When she applied to Washington University’s medical school, the dean’s office asked Guze, the former head of psychiatry and vice chancellor for medical affairs, for his opinion. Years later, he talked about his decision with Barry Hong, Ph.D., professor of psychology in psychiatry and associate professor of medicine.

“Sam Guze had always been a champion of people who had mental health problems,” Hong says. “He said Carol’s case was one where as a department and a university, we had to practice what we preached.

“He really championed her cause. He had confidence she would succeed.”

North says it’s a tribute to the School of Medicine that she was allowed to continue her studies.

“It’s important that when patients get better they have the opportunity to pursue their dreams,” she stresses.

Early in her studies, North had considered becoming a small-town doctor or maybe an ophthalmologist. But then she worked as a research assistant doing psychiatric epidemiology and enjoyed it.

She also felt her own experiences gave her a unique perspective.

“One could make the argument that it doesn’t take somebody with a brain tumor to make a good brain surgeon,” she says. “But in some regards, I have a bit of an edge because I experienced the degree of human suffering that psychiatric illness can bring.”

North has devoted her career to the suffering — not only those who have survived disasters but also to the homeless. For a decade, she was the psychiatrist for Grace Hill Neighborhood Services, where she worked with indigent and homeless people.

She even had to dodge bullets on the job. She was at a Grace Hill clinic discussing patient cases with a social worker when a gunfight began outside. They slid out of their chairs and continued working on the floor.

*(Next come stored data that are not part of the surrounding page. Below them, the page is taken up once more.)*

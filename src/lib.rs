pub mod config;
pub mod database;
pub mod dto;
pub mod error;
pub mod middleware;
pub mod models;
pub mod routes;
pub mod services;
pub mod store;
pub mod utils;

use std::sync::Arc;

use crate::config::Config;
use crate::services::{
    analytics_service::AnalyticsService,
    auth_service::{AuthService, SessionRegistry},
    candidate_service::CandidateService,
    change_feed::ChangeFeed,
    export_service::ExportService,
    history_service::HistoryService,
    job_service::JobService,
    notification_service::NotificationService,
    pipeline_service::PipelineService,
    resume_service::ResumeService,
    talent_pool_service::TalentPoolService,
};
use crate::store::SharedStore;

const CHANGE_FEED_CAPACITY: usize = 256;

#[derive(Clone)]
pub struct AppState {
    pub config: Arc<Config>,
    pub feed: ChangeFeed,
    pub auth_service: AuthService,
    pub candidate_service: CandidateService,
    pub pipeline_service: PipelineService,
    pub talent_pool_service: TalentPoolService,
    pub history_service: HistoryService,
    pub job_service: JobService,
    pub notification_service: NotificationService,
    pub analytics_service: AnalyticsService,
    pub export_service: ExportService,
}

impl AppState {
    pub fn new(config: Config, store: SharedStore) -> Self {
        let feed = ChangeFeed::new(CHANGE_FEED_CAPACITY);

        let notification_service = NotificationService::new(store.clone(), feed.clone());
        let history_service = HistoryService::new(store.clone());
        let resume_service = ResumeService::new(config.uploads_dir.clone());
        let auth_service = AuthService::new(
            store.clone(),
            SessionRegistry::new(),
            &config.jwt_secret,
            config.jwt_ttl_hours,
        );
        let candidate_service = CandidateService::new(
            store.clone(),
            history_service.clone(),
            notification_service.clone(),
            resume_service,
            feed.clone(),
        );
        let pipeline_service =
            PipelineService::new(store.clone(), notification_service.clone(), feed.clone());
        let talent_pool_service =
            TalentPoolService::new(store.clone(), notification_service.clone(), feed.clone());
        let job_service = JobService::new(store.clone(), feed.clone());
        let analytics_service = AnalyticsService::new(store.clone());
        let export_service = ExportService::new(store.clone());

        Self {
            config: Arc::new(config),
            feed,
            auth_service,
            candidate_service,
            pipeline_service,
            talent_pool_service,
            history_service,
            job_service,
            notification_service,
            analytics_service,
            export_service,
        }
    }
}
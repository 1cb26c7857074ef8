use chrono::{DateTime, Utc};
use serde::{Deserialize, Serialize};
use uuid::Uuid;

#[derive(Debug, Clone, Copy, PartialEq, Eq, Default, Serialize, Deserialize)]
#[serde(rename_all = "lowercase")]
pub enum Theme {
    #[default]
    Dark,
    Light,
}

impl Theme {
    pub fn as_str(&self) -> &'static str {
        match self {
            Theme::Dark => "dark",
            Theme::Light => "light",
        }
    }

    /// Unknown or missing values fall back to dark.
    pub fn from_stored(value: Option<&str>) -> Self {
        match value.map(str::trim) {
            Some(v) if v.eq_ignore_ascii_case("light") => Theme::Light,
            _ => Theme::Dark,
        }
    }
}

#[derive(Debug, Clone, Serialize, Deserialize)]
pub struct User {
    pub id: Uuid,
    pub email: String,
    pub full_name: String,
    #[serde(skip_serializing)]
    pub password_hash: String,
    pub role: String,
    pub theme: Theme,
    pub created_at: DateTime<Utc>,
}

#[derive(Debug, Clone)]
pub struct NewUser {
    pub email: String,
    pub full_name: String,
    pub password_hash: String,
    pub role: String,
}
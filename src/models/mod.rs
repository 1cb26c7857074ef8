pub mod candidate;
pub mod history;
pub mod job;
pub mod notification;
pub mod stage;
pub mod user;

She also made “house calls,” visiting homeless patients in shelters, and occasionally provided services slightly outside of her normal routine.

“I delivered a baby at one of those clinics,” she says. “The primary-care doctor was at lunch, and I was the only doctor there when a young woman decided it was time to have her baby boy.”

A lifelong love

When she’s not traveling around the world to talk with disaster survivors or working with the homeless in St. Louis, North likes to run. A movement disorder has limited her mileage in recent years, but she’s completed two marathons and finished first in an ultramarathon — a distance of about 37 miles.

North and her husband, Richard Olson, met when both were in seventh grade in the town of Clinton, Iowa. They later went to the prom together.

These days, they live with their Great Danes near Tower Grove Park. They own two old houses next door to each other and are slowly restoring them.

Judging by one of their anniversary celebrations, it’s quite a romance. North’s husband always had wanted a yellow Corvette, and after they had eaten their anniversary dinner, the valet pulled up in her husband’s present — the yellow Corvette she bought him.

She says in addition to a romantic heart, there might be something about her past experiences and about working with disaster survivors that makes her want to savor life.

“Disasters are sort of equal opportunity employers,” she says. “They select cross sections of the population. People from all walks of life typically are exposed to a single disaster event, and it’s very compelling to see how such diverse people will respond.

“Interestingly, it’s not all negative. Many people actually tell us about positive effects that have occurred in their lives after these events.”

That doesn’t surprise Carol North. But then again, she’s experienced her share of miracles.